In particular, O’Malia noted that the current 2015 budget plan was insufficient to support plans to improve the quality of swaps data currently being collected, and to “utilize this data for critical risk analysis and surveillance.” He also suggested that the Commission needed a database that could analyse exposures across different classes of derivatives – including futures, swaps, and options. “This database currently does not exist, and the Commission has not funded one in this budget request,” read the statement. Finally, O’Malia noted a requirement to extend the CFTC’s data collection infrastructure to include order, or quote, messages, which would imply a more than tenfold increase in the volume of data it currently collects.

Without investments in those kinds of IT projects, O’Malia said the Commission would struggle to meet its goals of ensuring market integrity, and protecting the market (and general public) from “fraud, manipulation, abusive practices, and systemic risk.”

And it isn’t just Commissioner O’Malia that is complaining about regulators’ ability to aggregate and make sense of trade data. The Financial Stability Board’s consultation paper on aggregating OTC derivatives data, which closed for comment at the end of February, will look to propose solutions to the challenges currently faced by regulators in aggregating trade data for more meaningful analysis.

Those challenges are likely to be even more evident in Europe. If the CFTC is complaining that it doesn’t have the funds to make sense of its swaps data, you might wonder how well ESMA is deciphering the data it started collecting last month. ESMA’s IT spend is a fraction of the CFTC’s. In 2014 it budgeted €1.4 million for Information and Communication technology spend, with a further €4.75 million set aside for its ‘Collection of information: IT project.’ In comparison, the CFTC’s proposed IT budget for 2015, which Commissioner O’Malia clearly sees as being insufficient, allocates $50 million to IT services and a further $21 million to fund full time IT staff.

Add to that, the fact that ESMA is likely facing even greater challenges with aggregating its swaps data – given the double-sided reporting regime in Europe and the fact there are six trade repositories (TRs) compared to the three swaps data repositories (SDRs) in the US – and it’s difficult to believe the data currently being reported under EMIR is being put to much use.
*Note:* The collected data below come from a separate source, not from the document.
use burn::backend::ndarray::NdArrayDevice;
use burn::backend::{Autodiff, NdArray};
use burn::data::dataloader::batcher::Batcher;
use burn::data::dataloader::DataLoaderBuilder;
use burn::data::dataset::InMemDataset;
use burn::module::AutodiffModule;
use burn::optim::{Optimizer, SgdConfig};
use burn::prelude::*;
use image::{Rgb, Rgb32FImage};

use fashion_attrs::data::{ClassificationBatcher, FashionItem};
use fashion_attrs::model::{Backbone, ResNet};
use fashion_attrs::pretrained::{has_checkpoint, load_checkpoint, save_checkpoint};
use fashion_attrs::training::{output_rows, train_step, validate};

type B = NdArray<f32>;
type AB = Autodiff<B>;

const SIZE: u32 = 32;

fn item(shade: f32, label: usize) -> FashionItem {
    let img = Rgb32FImage::from_fn(SIZE, SIZE, |x, y| {
        Rgb([shade, x as f32 / SIZE as f32, y as f32 / SIZE as f32])
    });
    FashionItem::new(&img, label)
}

fn flat(output: Tensor<B, 2>) -> Vec<f32> {
    output_rows(output).unwrap().concat()
}

#[test]
fn forward_gives_one_row_per_image() {
    let device = NdArrayDevice::Cpu;
    let model = ResNet::<B>::new(Backbone::ResNet18, 5, &device);
    let batcher = ClassificationBatcher::<B>::new(device);

    let batch = batcher.batch(vec![item(0.1, 0), item(0.9, 4)]);
    assert_eq!(batch.images.dims(), [2, 3, SIZE as usize, SIZE as usize]);

    let output = model.forward(batch.images);
    assert_eq!(output.dims(), [2, 5]);
}

#[test]
fn new_head_matches_task_classes() {
    let device = NdArrayDevice::Cpu;
    let model = ResNet::<B>::new(Backbone::ResNet18, 1000, &device).with_head(8, &device);
    assert_eq!(model.num_classes(), 8);

    let batcher = ClassificationBatcher::<B>::new(device);
    let output = model.forward(batcher.batch(vec![item(0.5, 3)]).images);
    assert_eq!(output.dims(), [1, 8]);
}

#[test]
fn checkpoint_reload_is_stable() {
    let device = NdArrayDevice::Cpu;
    let dir = tempfile::tempdir().unwrap();
    let first = dir.path().join("first");
    let second = dir.path().join("second");

    let model = ResNet::<B>::new(Backbone::ResNet18, 6, &device);
    save_checkpoint(&model, &first).unwrap();
    assert!(has_checkpoint(&first));

    // Stored precision is lossy once, then exact.
    let loaded = load_checkpoint::<B>(Backbone::ResNet18, 6, &first, &device).unwrap();
    save_checkpoint(&loaded, &second).unwrap();
    let reloaded = load_checkpoint::<B>(Backbone::ResNet18, 6, &second, &device).unwrap();

    let batcher = ClassificationBatcher::<B>::new(device);
    let images = batcher.batch(vec![item(0.2, 0), item(0.7, 1)]).images;
    assert_eq!(
        flat(loaded.forward(images.clone())),
        flat(reloaded.forward(images))
    );
}

#[test]
fn missing_checkpoint_fails_to_load() {
    let device = NdArrayDevice::Cpu;
    let dir = tempfile::tempdir().unwrap();
    let stem = dir.path().join("absent");
    assert!(!has_checkpoint(&stem));
    assert!(load_checkpoint::<B>(Backbone::ResNet18, 5, &stem, &device).is_err());
}

#[test]
fn sharded_step_updates_the_model() {
    let device = NdArrayDevice::Cpu;
    let devices = vec![device, device];
    let model = ResNet::<AB>::new(Backbone::ResNet18, 5, &device);
    let batcher = ClassificationBatcher::<AB>::new(device);
    let reference = ClassificationBatcher::<B>::new(device)
        .batch(vec![item(0.3, 0)])
        .images;

    let before = flat(model.valid().forward(reference.clone()));

    let batch = batcher.batch(vec![item(0.1, 2), item(0.5, 0), item(0.9, 4)]);
    let step = train_step(&model, batch, &devices).unwrap();
    assert_eq!(step.labels, vec![2, 0, 4]);
    assert_eq!(step.outputs.len(), 3);
    assert!(step.outputs.iter().all(|row| row.len() == 5));
    assert!(step.loss.is_finite() && step.loss > 0.0);

    let mut optim = SgdConfig::new().init::<AB, ResNet<AB>>();
    let model = optim.step(0.1, model, step.grads);

    let after = flat(model.valid().forward(reference));
    assert!(before.iter().zip(&after).any(|(a, b)| (a - b).abs() > 0.0));
}

#[test]
fn validation_covers_every_sample() {
    let device = NdArrayDevice::Cpu;
    let model = ResNet::<B>::new(Backbone::ResNet18, 5, &device);
    let dataset = InMemDataset::new(vec![
        item(0.1, 0),
        item(0.3, 1),
        item(0.5, 2),
        item(0.7, 3),
        item(0.9, 4),
    ]);
    let dataloader = DataLoaderBuilder::new(ClassificationBatcher::<B>::new(device))
        .batch_size(2)
        .build(dataset);

    let metrics = validate(&model, &dataloader, &[device]).unwrap();
    assert_eq!(metrics.batches(), 3);
    assert!((0.0..=1.0).contains(&metrics.accuracy()));
    // Reciprocal ranks over five classes are never below 1/5.
    assert!(metrics.map() >= 0.2 && metrics.map() <= 1.0);
    assert!(metrics.loss().is_finite());
}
That said, perhaps a like-for-like comparison between ESMA and the CFTC is unfair, as National Competent Authorities will also be helping to police EMIR trade data. But exactly how the collaboration between various NCAs will work and what levels of IT spend each is investing in retrieving, cleansing and analysing trade data, is really not known.

Going back to the tree analogy, regulators are now sitting on a rapidly sprawling forest of data. In fact, if each trade report represented a tree, this forest would be growing by hundreds of acres every week. And without the proper tools, navigating through that forest becomes increasingly difficult.

Whether it means identifying specific trading patterns that need further investigation, or more gradual build-ups of exposure that could prompt systemic risk concerns, it would seem the real question would be: when a tree really does fall, will anybody be there to hear it?